WHAT YOU NEED TO DO -> Begin at the first line below and copy each line exactly, ending with the line where "Display prefix used" appears.

*** DATA EXTRACT Section Begins ***

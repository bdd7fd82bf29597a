//! Strongly-typed ID wrappers
//!
//! Log entries carry a random UUID so that a specific entry can be removed
//! even when two entries share a name and weight.

use serde::{Deserialize, Serialize};
use std::fmt;
use std::str::FromStr;
use uuid::Uuid;

/// Macro to generate ID newtype wrappers
macro_rules! define_id {
    ($name:ident, $display_prefix:literal) => {
        #[derive(Debug, Clone, Copy, PartialEq, Eq, Hash, Serialize, Deserialize)]
        #[serde(transparent)]
        pub struct $name(Uuid);

        impl $name {
            /// Display prefix used by `Display` and accepted by `FromStr`
            pub const PREFIX: &'static str = $display_prefix;

            /// Create a new random ID
            pub fn new() -> Self {
                Self(Uuid::new_v4())
            }

            /// Get the underlying UUID
            pub fn as_uuid(&self) -> &Uuid {
                &self.0
            }

            /// Whether `s` names this ID, either fully or by its short form prefix
            pub fn matches(&self, s: &str) -> bool {
                let s = s.trim().to_lowercase();
                let bare = s.strip_prefix($display_prefix).unwrap_or(s.as_str());
                !bare.is_empty() && self.0.to_string().starts_with(bare)
            }
        }

        impl Default for $name {
            fn default() -> Self {
                Self::new()
            }
        }

        impl fmt::Display for $name {
            fn fmt(&self, f: &mut fmt::Formatter<'_>) -> fmt::Result {
                write!(f, "{}{}", $display_prefix, &self.0.to_string()[..8])
            }
        }

        impl From<Uuid> for $name {
            fn from(uuid: Uuid) -> Self {
                Self(uuid)
            }
        }

        impl FromStr for $name {
            type Err = uuid::Error;

            fn from_str(s: &str) -> Result<Self, Self::Err> {
                let s = s.strip_prefix($display_prefix).unwrap_or(s);
                Ok(Self(Uuid::parse_str(s)?))
            }
        }
    };
}

define_id!(EntryId, "ent-");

*** DATA EXTRACT Section Ends ***

EXERCISE SOLUTION ->
repository bdd7fd82bf29597a
//! Strongly-typed ID wrappers
//!
//! Log entries carry a random UUID so that a specific entry can be removed
//! even when two entries share a name and weight.

use serde::{Deserialize, Serialize};
use std::fmt;
use std::str::FromStr;
use uuid::Uuid;

/// Macro to generate ID newtype wrappers
macro_rules! define_id {
    ($name:ident, $display_prefix:literal) => {
        #[derive(Debug, Clone, Copy, PartialEq, Eq, Hash, Serialize, Deserialize)]
        #[serde(transparent)]
        pub struct $name(Uuid);

        impl $name {
            /// Display prefix used by `Display` and accepted by `FromStr`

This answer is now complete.